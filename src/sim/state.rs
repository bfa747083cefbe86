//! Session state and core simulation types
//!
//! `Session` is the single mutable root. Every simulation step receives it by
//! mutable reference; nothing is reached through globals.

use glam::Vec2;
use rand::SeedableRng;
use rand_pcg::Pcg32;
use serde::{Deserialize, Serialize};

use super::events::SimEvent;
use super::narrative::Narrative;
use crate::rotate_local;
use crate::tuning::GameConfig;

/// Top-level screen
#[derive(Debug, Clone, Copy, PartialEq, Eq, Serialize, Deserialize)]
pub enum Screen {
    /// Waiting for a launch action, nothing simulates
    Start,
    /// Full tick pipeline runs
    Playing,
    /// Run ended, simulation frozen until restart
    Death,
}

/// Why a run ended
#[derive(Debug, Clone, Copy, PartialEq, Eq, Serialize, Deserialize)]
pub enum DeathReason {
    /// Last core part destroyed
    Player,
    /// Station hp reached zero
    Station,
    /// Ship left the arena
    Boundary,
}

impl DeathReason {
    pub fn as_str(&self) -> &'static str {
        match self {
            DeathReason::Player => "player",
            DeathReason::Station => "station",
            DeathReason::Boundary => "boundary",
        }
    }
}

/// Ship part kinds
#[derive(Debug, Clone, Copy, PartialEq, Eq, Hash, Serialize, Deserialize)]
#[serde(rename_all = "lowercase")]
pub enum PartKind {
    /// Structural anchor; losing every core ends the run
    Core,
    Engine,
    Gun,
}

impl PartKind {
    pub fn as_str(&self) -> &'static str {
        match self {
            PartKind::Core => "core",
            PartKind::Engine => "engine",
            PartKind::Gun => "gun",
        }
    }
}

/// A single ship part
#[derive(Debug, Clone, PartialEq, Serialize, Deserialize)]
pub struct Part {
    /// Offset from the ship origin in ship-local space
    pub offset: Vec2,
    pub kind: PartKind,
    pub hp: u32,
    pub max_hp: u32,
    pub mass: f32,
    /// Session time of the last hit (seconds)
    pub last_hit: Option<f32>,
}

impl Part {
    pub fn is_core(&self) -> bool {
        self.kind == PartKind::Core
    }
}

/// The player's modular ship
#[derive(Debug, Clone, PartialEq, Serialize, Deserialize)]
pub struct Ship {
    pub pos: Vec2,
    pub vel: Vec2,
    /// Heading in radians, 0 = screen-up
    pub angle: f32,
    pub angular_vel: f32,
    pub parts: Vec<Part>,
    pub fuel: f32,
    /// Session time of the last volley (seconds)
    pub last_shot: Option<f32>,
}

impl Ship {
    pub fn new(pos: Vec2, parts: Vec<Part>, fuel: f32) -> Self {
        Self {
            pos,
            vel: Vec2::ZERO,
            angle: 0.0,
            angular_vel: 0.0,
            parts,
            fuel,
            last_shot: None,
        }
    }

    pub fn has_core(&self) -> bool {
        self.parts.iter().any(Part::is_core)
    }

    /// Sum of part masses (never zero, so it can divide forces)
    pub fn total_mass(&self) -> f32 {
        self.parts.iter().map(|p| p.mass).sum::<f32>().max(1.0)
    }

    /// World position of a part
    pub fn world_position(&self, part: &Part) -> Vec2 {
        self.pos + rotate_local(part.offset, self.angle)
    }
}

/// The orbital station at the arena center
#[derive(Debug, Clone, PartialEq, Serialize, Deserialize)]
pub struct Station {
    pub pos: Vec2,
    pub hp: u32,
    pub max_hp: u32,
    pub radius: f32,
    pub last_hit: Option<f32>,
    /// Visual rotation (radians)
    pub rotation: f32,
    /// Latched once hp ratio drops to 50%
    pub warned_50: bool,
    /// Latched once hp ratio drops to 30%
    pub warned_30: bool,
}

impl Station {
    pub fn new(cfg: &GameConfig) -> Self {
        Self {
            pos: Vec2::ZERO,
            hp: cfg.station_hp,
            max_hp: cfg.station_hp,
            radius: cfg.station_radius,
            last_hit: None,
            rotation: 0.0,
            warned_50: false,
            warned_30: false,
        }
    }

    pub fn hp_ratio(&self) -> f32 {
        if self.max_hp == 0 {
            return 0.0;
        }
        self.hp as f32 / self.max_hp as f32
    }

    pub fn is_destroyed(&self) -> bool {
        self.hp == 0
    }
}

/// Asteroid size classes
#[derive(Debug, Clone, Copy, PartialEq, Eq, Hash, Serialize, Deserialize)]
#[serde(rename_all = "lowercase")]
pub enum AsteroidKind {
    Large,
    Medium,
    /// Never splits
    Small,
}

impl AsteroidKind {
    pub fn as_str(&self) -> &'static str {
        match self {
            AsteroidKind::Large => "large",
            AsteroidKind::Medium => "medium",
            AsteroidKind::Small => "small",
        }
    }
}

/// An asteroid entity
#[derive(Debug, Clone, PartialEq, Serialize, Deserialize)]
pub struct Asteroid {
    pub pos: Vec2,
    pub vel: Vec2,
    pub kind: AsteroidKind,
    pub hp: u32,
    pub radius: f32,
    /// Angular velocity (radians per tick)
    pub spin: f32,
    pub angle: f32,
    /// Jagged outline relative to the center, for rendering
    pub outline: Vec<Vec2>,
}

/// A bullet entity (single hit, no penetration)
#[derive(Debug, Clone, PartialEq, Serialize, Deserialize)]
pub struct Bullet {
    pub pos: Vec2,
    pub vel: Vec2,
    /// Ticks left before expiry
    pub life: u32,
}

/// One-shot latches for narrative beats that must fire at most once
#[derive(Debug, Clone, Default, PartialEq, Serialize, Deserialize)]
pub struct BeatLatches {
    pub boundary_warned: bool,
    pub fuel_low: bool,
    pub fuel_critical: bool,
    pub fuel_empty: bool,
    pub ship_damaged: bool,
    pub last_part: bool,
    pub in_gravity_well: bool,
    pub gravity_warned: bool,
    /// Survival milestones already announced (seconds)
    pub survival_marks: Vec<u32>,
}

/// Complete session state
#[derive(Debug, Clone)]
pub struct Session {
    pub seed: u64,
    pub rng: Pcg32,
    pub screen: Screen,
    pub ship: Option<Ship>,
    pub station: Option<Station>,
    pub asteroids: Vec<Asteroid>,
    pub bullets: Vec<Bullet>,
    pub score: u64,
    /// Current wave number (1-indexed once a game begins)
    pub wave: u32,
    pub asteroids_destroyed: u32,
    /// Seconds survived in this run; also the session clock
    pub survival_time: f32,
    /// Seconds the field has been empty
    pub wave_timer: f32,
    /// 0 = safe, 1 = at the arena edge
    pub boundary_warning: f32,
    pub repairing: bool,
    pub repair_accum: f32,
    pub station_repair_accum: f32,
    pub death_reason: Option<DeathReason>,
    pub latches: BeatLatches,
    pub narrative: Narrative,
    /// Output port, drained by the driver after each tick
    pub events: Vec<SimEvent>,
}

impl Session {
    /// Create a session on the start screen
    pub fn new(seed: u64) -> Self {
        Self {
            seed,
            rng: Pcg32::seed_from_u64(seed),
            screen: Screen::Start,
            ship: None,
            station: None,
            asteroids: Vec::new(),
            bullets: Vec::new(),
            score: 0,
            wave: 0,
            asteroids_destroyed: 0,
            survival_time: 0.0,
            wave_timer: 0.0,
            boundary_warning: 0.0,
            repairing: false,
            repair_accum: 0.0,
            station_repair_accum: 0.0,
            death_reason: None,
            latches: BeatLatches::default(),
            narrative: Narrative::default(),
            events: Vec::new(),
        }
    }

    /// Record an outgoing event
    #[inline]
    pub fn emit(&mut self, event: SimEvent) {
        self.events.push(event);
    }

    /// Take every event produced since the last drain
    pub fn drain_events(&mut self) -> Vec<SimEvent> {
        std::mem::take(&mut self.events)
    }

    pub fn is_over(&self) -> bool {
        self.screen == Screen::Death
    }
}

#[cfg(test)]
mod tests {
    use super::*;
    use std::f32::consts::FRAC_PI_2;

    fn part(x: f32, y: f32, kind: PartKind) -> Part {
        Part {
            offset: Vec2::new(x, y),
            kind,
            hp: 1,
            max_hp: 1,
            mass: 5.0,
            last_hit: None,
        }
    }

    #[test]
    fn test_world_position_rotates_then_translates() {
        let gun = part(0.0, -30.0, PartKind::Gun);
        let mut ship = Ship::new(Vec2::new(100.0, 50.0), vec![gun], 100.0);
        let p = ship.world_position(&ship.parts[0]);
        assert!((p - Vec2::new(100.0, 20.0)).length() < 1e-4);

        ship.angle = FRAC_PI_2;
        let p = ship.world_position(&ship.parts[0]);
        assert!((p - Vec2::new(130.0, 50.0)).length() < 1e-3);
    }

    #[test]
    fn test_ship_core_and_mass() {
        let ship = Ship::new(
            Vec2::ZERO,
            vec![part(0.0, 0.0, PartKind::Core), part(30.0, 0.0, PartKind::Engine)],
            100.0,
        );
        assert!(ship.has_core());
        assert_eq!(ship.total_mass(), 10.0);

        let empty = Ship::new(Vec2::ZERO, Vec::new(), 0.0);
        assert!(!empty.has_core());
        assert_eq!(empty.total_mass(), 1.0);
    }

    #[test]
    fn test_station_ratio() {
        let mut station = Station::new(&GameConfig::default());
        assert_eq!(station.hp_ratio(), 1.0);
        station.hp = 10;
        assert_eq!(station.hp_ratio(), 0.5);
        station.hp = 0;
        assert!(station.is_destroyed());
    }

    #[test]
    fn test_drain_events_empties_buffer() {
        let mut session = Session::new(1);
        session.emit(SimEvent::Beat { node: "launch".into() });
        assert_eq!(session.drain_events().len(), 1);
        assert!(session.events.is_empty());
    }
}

ACTIVITY: Only one stretch of the entries above is wanted: the lines from the one containing "pub fn hp_ratio(&self)" through the one containing "pub struct Asteroid". Please reproduce it exactly.

EXPECTED OUTPUT:
    pub fn hp_ratio(&self) -> f32 {
        if self.max_hp == 0 {
            return 0.0;
        }
        self.hp as f32 / self.max_hp as f32
    }

    pub fn is_destroyed(&self) -> bool {
        self.hp == 0
    }
}

/// Asteroid size classes
#[derive(Debug, Clone, Copy, PartialEq, Eq, Hash, Serialize, Deserialize)]
#[serde(rename_all = "lowercase")]
pub enum AsteroidKind {
    Large,
    Medium,
    /// Never splits
    Small,
}

impl AsteroidKind {
    pub fn as_str(&self) -> &'static str {
        match self {
            AsteroidKind::Large => "large",
            AsteroidKind::Medium => "medium",
            AsteroidKind::Small => "small",
        }
    }
}

/// An asteroid entity
#[derive(Debug, Clone, PartialEq, Serialize, Deserialize)]
pub struct Asteroid {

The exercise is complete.